Again, Kelly is a lot like me. There was a time when I was still being coached by therapists, rehabs, and AA-goers who shared that belief—that alcohol dependency is a disease—and who pushed me to believe it as well. Obviously, if you follow my writing, you know I do not accept that alcoholism is a disease. Yes, a person’s body can become dependent, but that is not a disease. And thanks to my refusal to accept that I am diseased, I do not have to spend my life under a false veil, under constant watch and fear, under shame.

Kelly’s quote number two and the reason she is willing to believe alcoholism is a disease: “I just want to be happy. Anything is better than the way it was.”

Kelly is a lot like me. Kelly is a lot like all of us. Wanting to be happy is not a disease. How we attain happiness is a process. True, it is often a misguided process, but being misguided is NOT a disease.

Bullfighter Knows How It’s Done

The telephone pole I jumped fromI rarely watch the reality show, “Dancing With the Stars,”  but I happened to catch the season premier on Monday night. My favorite moment, however, was not one of a dancer dancing. It was when Ty Murray—a nine-time World Champion rodeo cowboy and Jewel’s husband—made a comment just before going onstage to dance his first dance on live TV (In front of several of his “cowboy buddies” no less).

Ty said, “I’m approaching it (his performance) like bullfighting…you’re never completely ready—it just becomes your turn.”

Well put, Ty! That’s the way it goes with so many things.

Once upon a time I participated in a “therapeutic” exercise that required each of us to climb a 30 foot high telephone pole, stand there on the small, round wooden surface the size of a plate with nothing to hold onto, and “Jump!” We were supposed to try to grab hold of the metal bar swinging out in front of us.
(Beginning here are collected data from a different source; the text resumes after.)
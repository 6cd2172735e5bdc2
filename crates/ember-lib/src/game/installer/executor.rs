//! Download execution: runs a plan in bounded, strictly sequential batches
//! under a per-id single-flight guard.

use crate::game::config::LauncherConfig;
use crate::game::error::LauncherError;
use crate::game::installer::downloader::{download_to_path, extract_zip_sync};
use crate::game::installer::plan::PlanBuilder;
use crate::game::installer::types::{CancelToken, FlightSet, PendingFile, ProgressFn};
use crate::game::runtime::RuntimeProvisioner;
use reqwest::Client;
use std::collections::HashSet;
use std::sync::atomic::{AtomicU64, Ordering};
use std::sync::Arc;

pub struct DownloadExecutor {
    http: Client,
    config: Arc<LauncherConfig>,
    plans: Arc<PlanBuilder>,
    runtime: Arc<RuntimeProvisioner>,
    in_flight: FlightSet,
}

impl DownloadExecutor {
    pub fn new(
        http: Client,
        config: Arc<LauncherConfig>,
        plans: Arc<PlanBuilder>,
        runtime: Arc<RuntimeProvisioner>,
    ) -> Self {
        Self {
            http,
            config,
            plans,
            runtime,
            in_flight: FlightSet::new(),
        }
    }

    /// Whether a download for this version is currently running.
    pub fn is_downloading(&self, version_id: &str) -> bool {
        self.in_flight.contains(version_id)
    }

    /// Download everything a version still needs.
    ///
    /// Returns false when another download for the same id is in flight
    /// (rejected before any plan is built), when the id cannot be
    /// resolved, or when any transfer fails. Already-written files stay on
    /// disk either way, so a retry resumes where this call stopped.
    pub async fn download_version(
        &self,
        version_id: &str,
        on_progress: &ProgressFn<'_>,
        cancel: &CancelToken,
    ) -> bool {
        let Some(_guard) = self.in_flight.try_acquire(version_id) else {
            log::info!("Download of {} already in flight, rejecting", version_id);
            return false;
        };

        match self.run(version_id, on_progress, cancel).await {
            Ok(completed) => completed,
            Err(e) => {
                log::error!("Download of {} failed: {}", version_id, e);
                false
            }
        }
    }

    async fn run(
        &self,
        version_id: &str,
        on_progress: &ProgressFn<'_>,
        cancel: &CancelToken,
    ) -> Result<bool, LauncherError> {
        let Some(plan) = self.plans.build_plan(version_id).await? else {
            return Ok(false);
        };

        log::info!(
            "Starting download of {}: {} files, {}/{} bytes present",
            version_id,
            plan.pending.len(),
            plan.downloaded_size,
            plan.total_size
        );

        let total = plan.total_size;
        let downloaded = AtomicU64::new(plan.downloaded_size);
        let report = |chunk: u64| {
            let running = downloaded.fetch_add(chunk, Ordering::SeqCst) + chunk;
            on_progress(chunk, total, running.min(total));
        };

        // Duplicate library entries are legal in merged descriptors; keep
        // only the first pending file per path so no two transfers write
        // the same destination concurrently.
        let mut seen_paths = HashSet::new();
        let pending: Vec<&PendingFile> = plan
            .pending
            .iter()
            .filter(|file| seen_paths.insert(file.path.clone()))
            .collect();

        // Fixed-size batches: all transfers of a batch settle before the
        // next batch starts.
        for batch in pending.chunks(self.config.concurrency.max(1)) {
            if cancel.is_cancelled() {
                log::warn!("Download of {} cancelled at batch boundary", version_id);
                return Ok(false);
            }

            let transfers = batch.iter().map(|file| self.fetch_one(file, &report));
            futures::future::try_join_all(transfers).await?;
        }

        if let Some(major) = plan.runtime_to_install {
            if cancel.is_cancelled() {
                log::warn!("Download of {} cancelled before runtime install", version_id);
                return Ok(false);
            }

            let accepted = self
                .runtime
                .download(major, &|chunk, _state| report(chunk))
                .await?;
            if !accepted {
                // Another operation installed it in the meantime, or the
                // index has no build for this platform.
                log::warn!("Runtime {} install request was not accepted", major);
            }
        }

        log::info!("Download of {} complete", version_id);
        Ok(true)
    }

    async fn fetch_one(
        &self,
        file: &PendingFile,
        report: &(impl Fn(u64) + Send + Sync),
    ) -> Result<(), LauncherError> {
        download_to_path(&self.http, &file.url, &file.path, None, report)
            .await
            .map_err(|e| LauncherError::transfer(&file.url, e))?;

        if let Some(extract_to) = &file.extract_to {
            let bytes = tokio::fs::read(&file.path).await?;
            let dest = extract_to.clone();
            tokio::task::spawn_blocking(move || extract_zip_sync(&bytes, &dest))
                .await
                .map_err(|e| LauncherError::Io(std::io::Error::other(e.to_string())))?
                .map_err(|e| LauncherError::transfer(&file.url, e))?;
        }
        Ok(())
    }
}
pub mod config;
pub mod error;
pub mod installer;
pub mod launcher;
pub mod profiles;
pub mod rules;
pub mod runtime;
pub mod versions;

use crate::store::LocalStore;
use anyhow::{Context, Result};
use config::LauncherConfig;
use error::LauncherError;
use installer::plan::PlanBuilder;
use installer::types::{CancelToken, ProgressFn};
use installer::DownloadExecutor;
use launcher::{LaunchCommand, LaunchOptions};
use profiles::ProfileOrchestrator;
use runtime::RuntimeProvisioner;
use std::sync::Arc;
use versions::{Resolution, VersionResolver, VersionSummary};

/// Process-scoped entry point owning one instance of every component.
///
/// This is the boundary consumed by the UI/process-spawn layer: it lists
/// known version and profile ids, produces resolved summaries, triggers
/// downloads with a progress stream and, once a profile is fully
/// downloaded, yields the launch command for spawning the runtime.
pub struct Launcher {
    config: Arc<LauncherConfig>,
    store: Arc<LocalStore>,
    resolver: Arc<VersionResolver>,
    runtime: Arc<RuntimeProvisioner>,
    plans: Arc<PlanBuilder>,
    executor: Arc<DownloadExecutor>,
    profiles: Arc<ProfileOrchestrator>,
}

impl Launcher {
    pub fn new(config: LauncherConfig) -> Result<Self> {
        let config = Arc::new(config);
        let store = Arc::new(LocalStore::new(config.base_dir.clone()));
        let http = reqwest::Client::builder()
            .timeout(config.request_timeout)
            .build()
            .context("Failed to create HTTP client")?;

        let resolver = Arc::new(VersionResolver::new(
            store.clone(),
            http.clone(),
            config.clone(),
        ));
        let runtime = Arc::new(RuntimeProvisioner::new(
            store.clone(),
            http.clone(),
            config.clone(),
        ));
        let plans = Arc::new(PlanBuilder::new(
            store.clone(),
            http.clone(),
            config.clone(),
            resolver.clone(),
            runtime.clone(),
        ));
        let executor = Arc::new(DownloadExecutor::new(
            http.clone(),
            config.clone(),
            plans.clone(),
            runtime.clone(),
        ));
        let profiles = Arc::new(ProfileOrchestrator::new(
            store.clone(),
            http,
            config.clone(),
            plans.clone(),
            executor.clone(),
        ));

        Ok(Self {
            config,
            store,
            resolver,
            runtime,
            plans,
            executor,
            profiles,
        })
    }

    /// Refresh every remote catalog: versions, runtime index, profiles.
    pub async fn refresh(&self) -> Result<(), LauncherError> {
        self.resolver.refresh_catalog().await?;
        self.runtime.refresh_index().await?;
        self.profiles.reload_profiles().await?;
        Ok(())
    }

    pub fn store(&self) -> &Arc<LocalStore> {
        &self.store
    }

    pub fn resolver(&self) -> &Arc<VersionResolver> {
        &self.resolver
    }

    pub fn runtime(&self) -> &Arc<RuntimeProvisioner> {
        &self.runtime
    }

    pub fn plans(&self) -> &Arc<PlanBuilder> {
        &self.plans
    }

    pub fn profiles(&self) -> &Arc<ProfileOrchestrator> {
        &self.profiles
    }

    pub fn version_ids(&self) -> Vec<String> {
        self.resolver.version_ids()
    }

    pub fn profile_ids(&self) -> Vec<String> {
        self.profiles.profile_ids()
    }

    /// Resolved one-line summary for the UI: id, release classification,
    /// inheritance parent, aggregate download fraction.
    pub async fn version_summary(
        &self,
        id: &str,
    ) -> Result<Option<VersionSummary>, LauncherError> {
        let descriptor = match self.resolver.resolve(id, true).await? {
            Resolution::Ready(descriptor) => descriptor,
            Resolution::NotCached => return Ok(None),
        };

        let fraction = match self.plans.build_plan(id).await? {
            Some(plan) => plan.fraction(),
            None => 0.0,
        };

        Ok(Some(VersionSummary {
            id: id.to_string(),
            release_type: descriptor.release_type,
            inherits_from: descriptor.inherits_from.clone(),
            download_fraction: fraction,
        }))
    }

    pub async fn download_version(
        &self,
        id: &str,
        on_progress: &ProgressFn<'_>,
        cancel: &CancelToken,
    ) -> bool {
        self.executor.download_version(id, on_progress, cancel).await
    }

    pub async fn download_profile(
        &self,
        id: &str,
        on_progress: &ProgressFn<'_>,
        cancel: &CancelToken,
    ) -> bool {
        self.profiles.download_profile(id, on_progress, cancel).await
    }

    /// Build the command for spawning a fully-downloaded profile. Fails
    /// when the profile is unknown or its artifacts are not all present.
    pub async fn launch_command(
        &self,
        profile_id: &str,
        options: &LaunchOptions,
    ) -> Result<LaunchCommand> {
        let profile = self
            .profiles
            .profile(profile_id)
            .with_context(|| format!("Unknown profile {}", profile_id))?;

        let state = self
            .profiles
            .download_state(profile_id)
            .await?
            .with_context(|| format!("No download state for profile {}", profile_id))?;
        if !state.is_complete() {
            anyhow::bail!(
                "Profile {} is not fully downloaded ({}/{} bytes)",
                profile_id,
                state.downloaded_size,
                state.total_size
            );
        }

        let descriptor = self
            .resolver
            .resolve(&profile.version, false)
            .await?
            .ready()
            .with_context(|| format!("Version {} is not cached", profile.version))?;

        let declared = descriptor.java_version.as_ref().map(|j| j.major_version);
        let runtime_major = self.config.effective_runtime_major(declared);

        let game_dir = self.store.profile_dir(profile_id);
        tokio::fs::create_dir_all(&game_dir).await?;

        launcher::build_launch_command(
            &descriptor,
            &profile.version,
            &self.store,
            &game_dir,
            runtime_major,
            options,
        )
    }
}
If we missed, we fell. Of course we had a safety harness on, but let me tell you…. Number one, I NEVER want to do that again. And two, there came a point when I just had to jump. Waiting all day wasn’t going to make it any easier, and, in fact, every second I delayed my fear increased. I just had to jump.

And so it is with quitting a habit, especially a deeply addictive habit like smoking and drinking. You’re never completely ready to quit, it just becomes your turn. And then you’ve done it! All over, not so bad, good job…la te da, no big deal see? Well, the accomplishment is always HUGE, but the actual leaping part is not  so difficult—once you do it.

Did You Say NEVER Drink Again? Umm…

tarzan-janeA Joke: “A young man and a young woman had been dating for four years, and the young man wanted very much to get married. His girlfriend, however, gave no sign that she was interested in marriage.

Finally, one night, the young man decided to try to get a commitment. After a romantic meal with soft music playing in the background, he said gently, “You know, my love, my greatest desire is to have a wife.”

“That’s fine, honey,” the young woman said. “But I’d like to continue seeing you occasionally.”

So the young woman is afraid of commitments. I shy away from certain commitments too, especially ones that feel restrictive. But I make commitments with ease when I feel they are useful and hopeful and possibly even exciting and great. No problem there.

If I knew the young woman in the joke above and I thought her boyfriend was an awesome match for her, I would give her this advice— “Jane,” when you feel afraid of committing to marriage, try this: say to yourself, “I am committing to discovering how much joy and laughter I can experience with this person. I am committing to discovering what wonderful things the two of us can create together and that will fulfill us both. I am committing to discovering how much LOVE I can grow with this person.”

And if “Jane” were a problem drinker and we both agreed alcohol was a terrible match for her, I would give her the same advice. I would say— “Jane,” when you feel afraid of committing to life without alcohol, try this: say to yourself, “I am committing myself to discover the best me who has been hiding under the veil of alcohol and/or drugs. I am committing myself to discover how much health I can feel in my body. I am committing myself to discover how much joy and LOVE I can find with life.”

Forget the small stuff—commit to the bigger picture. Commit yourself to discovering/uncovering the best of life, the best of you.